Igualmente grave resulta la utilización de las instituciones para fines estrictamente partidistas, despreciando su papel constitucional o estatutario. Las Cortes se han convertido, por mor de la mayoría gobernante, en el teatro de operaciones donde se reiteran, hasta la saciedad, las consignas contra el presidente Zapatero. La secuencia es simple y repetida: en el seno de algún gabinete se diseña el motivo de ataque, relacionado con los temas sensibles (agua, financiación, AVE...), que dará lugar a la presentación de la correspondiente iniciativa parlamentaria. Lo de menos es el rigor de la misma. Cualquier cosa sirve para colocar la soflama en Canal Nou y en los medios que actúan como corifeos habituales. Logrado esto, misión cumplida y satisfacción por el trabajo. Paralelamente, se cercenan las facultades de los diputados de la oposición de diversas formas. Por ejemplo: no se aceptan las cuestiones incómodas o se contestan de modo y manera inaceptables. Más que respuesta, lo que recibimos, en muchas ocasiones, es un auténtico desafío. El tono y el contenido de algunas respuestas podría describirse así: "Te contesto lo que me da la gana, ¿y qué?" Este fraude institucional lleva a que el Parlamento valenciano controle al Gobierno... pero a otro, al Gobierno de España. Al que toca controlar, al Consell, solo se le puede aplaudir.
Pero, con todo, el auténtico calado de la deriva autoritaria que arrastra el mandato del presidente Camps se empieza a sentir ahora. La ofensiva desatada, con modos y maneras propios del más rancio autoritarismo, contra María Teresa Fernández de la Vega es difícilmente compatible con los más elementales usos de la democracia. Duele tener que recordar que un demócrata que lo sea y se lo crea, no debe nunca perseguir la destrucción del adversario. ¿Cómo se puede calificar una situación cuando lo que busca el gobernante es exterminar al adversario antes, incluso, de que llegue a serlo? ¿Se pueden aceptar las insidias y las amenazas vertidas sobre la vicepresidenta del Gobierno como algo normal sin que se vean alterados algunos esquemas básicos de la convivencia democrática?
Todo lo descrito no pasa sin que el presidente del Consell quiera que pase.
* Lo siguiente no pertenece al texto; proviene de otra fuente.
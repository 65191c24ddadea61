//! The process-wide administration context

use std::sync::Arc;

use share_acl::{AclBackend, PdbeditDirectory, PrincipalDirectory, SetfaclBackend};
use share_conf::ConfigStore;
use share_usage::UsageCache;

use crate::host::{HostOps, SystemHost};
use crate::service::{ServiceControl, SystemdService};
use crate::settings::Settings;

/// Configuration store, usage caches and external collaborators.
///
/// Built once per process and shared by every operation. Tests assemble
/// one from recording or fake collaborators with [`AdminContext::new`].
pub struct AdminContext {
    pub store: ConfigStore,
    pub usage: UsageCache,
    pub acl: Arc<dyn AclBackend>,
    pub directory: Arc<dyn PrincipalDirectory>,
    pub service: Arc<dyn ServiceControl>,
    pub host: Arc<dyn HostOps>,
}

impl AdminContext {
    pub fn new(
        store: ConfigStore,
        usage: UsageCache,
        acl: Arc<dyn AclBackend>,
        directory: Arc<dyn PrincipalDirectory>,
        service: Arc<dyn ServiceControl>,
        host: Arc<dyn HostOps>,
    ) -> Self {
        Self {
            store,
            usage,
            acl,
            directory,
            service,
            host,
        }
    }

    /// Context backed by the real tools (setfacl, pdbedit, systemctl, df, du).
    pub fn from_settings(settings: &Settings) -> Self {
        let timeout = settings.tool_timeout();
        tracing::debug!(
            conf = %settings.samba_conf_path.display(),
            service = %settings.service_name,
            "Building administration context"
        );
        Self::new(
            ConfigStore::new(&settings.samba_conf_path),
            UsageCache::system(settings.cache_ttl(), timeout),
            Arc::new(SetfaclBackend::new(timeout)),
            Arc::new(PdbeditDirectory::new(timeout)),
            Arc::new(SystemdService::new(&settings.service_name, timeout)),
            Arc::new(SystemHost::new(timeout)),
        )
    }
}

impl std::fmt::Debug for AdminContext {
    fn fmt(&self, f: &mut std::fmt::Formatter<'_>) -> std::fmt::Result {
        f.debug_struct("AdminContext")
            .field("store", &self.store)
            .field("usage", &self.usage)
            .field("service", &self.service.name())
            .finish_non_exhaustive()
    }
}
//! Error types for share-core

use std::path::PathBuf;

use crate::provision::ProvisionStage;

/// Result type for share-core operations
pub type Result<T> = std::result::Result<T, Error>;

/// Conceptual status of a failure, for outer surfaces to map onto their
/// own codes
#[derive(Debug, Clone, Copy, PartialEq, Eq)]
pub enum StatusClass {
    NotFound,
    BadRequest,
    Internal,
}

/// Errors that can occur in share-core operations
#[derive(Debug, thiserror::Error)]
pub enum Error {
    /// Share or section absent
    #[error("{kind} '{name}' not found")]
    NotFound { kind: &'static str, name: String },

    /// Request rejected before anything was changed
    #[error("{message}")]
    Validation { message: String },

    /// A provisioning stage failed; earlier stages are not undone
    #[error("Provisioning of '{share}' failed at {stage}: {source}")]
    Provision {
        share: String,
        stage: ProvisionStage,
        #[source]
        source: Box<Error>,
    },

    /// Service reload or status query failed
    #[error("Service '{service}' operation failed: {source}")]
    Service {
        service: String,
        #[source]
        source: share_sys::Error,
    },

    /// Settings file could not be read or parsed
    #[error("Invalid settings in {path}: {message}")]
    Settings { path: PathBuf, message: String },

    // Transparent wrappers for underlying crate errors
    #[error(transparent)]
    Conf(#[from] share_conf::Error),

    #[error(transparent)]
    Acl(#[from] share_acl::Error),

    #[error(transparent)]
    Usage(#[from] share_usage::Error),

    #[error(transparent)]
    Sys(#[from] share_sys::Error),
}

impl Error {
    pub fn validation(message: impl Into<String>) -> Self {
        Self::Validation {
            message: message.into(),
        }
    }

    pub fn share_not_found(name: impl Into<String>) -> Self {
        Self::NotFound {
            kind: "Share",
            name: name.into(),
        }
    }

    pub fn status_class(&self) -> StatusClass {
        match self {
            Error::NotFound { .. } => StatusClass::NotFound,
            Error::Validation { .. } => StatusClass::BadRequest,
            Error::Acl(share_acl::Error::UnknownPrincipal { .. }) => StatusClass::BadRequest,
            Error::Provision { source, .. } => source.status_class(),
            _ => StatusClass::Internal,
        }
    }
}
Ni las loas excesivas y sonrojantes de sus partidarios, ni la adulteración de la función de las instituciones, ni las amenazas y ataques indiscriminados a los adversarios se producen de manera espontánea. Todos estos comportamientos se inscriben dentro de una estrategia perfectamente montada que se puede estudiar en cualquier manual de ciencia política. Es la estrategia que caracteriza a los regímenes autoritarios y personalistas.
Volvamos a la pregunta del inicio: ¿era así el señor Camps antes de ser presidente o se ha convertido al autoritarismo a partir de la adulación permanente que le ofrecen sus correligionarios, de forma más o menos voluntaria? No está en nuestra mano responder a la pregunta. En todo caso la situación es la que es y lo que importa es si tiene solución esta deriva autoritaria. Debería tenerla por el bien de todos pero la decisión de volver a la normalidad democrática solo depende de Camps. Lo malo es que solo algunas conciencias rechazan la victoria fácil conseguida a cualquier precio. Al presidente debería preocuparle que, en su caso, el precio de la victoria supone el deterioro, grave, de los principios que sustentan el sistema democrático.
Ángel Luna es síndico portavoz del Grupo Socialista en las Cortes Valencianas.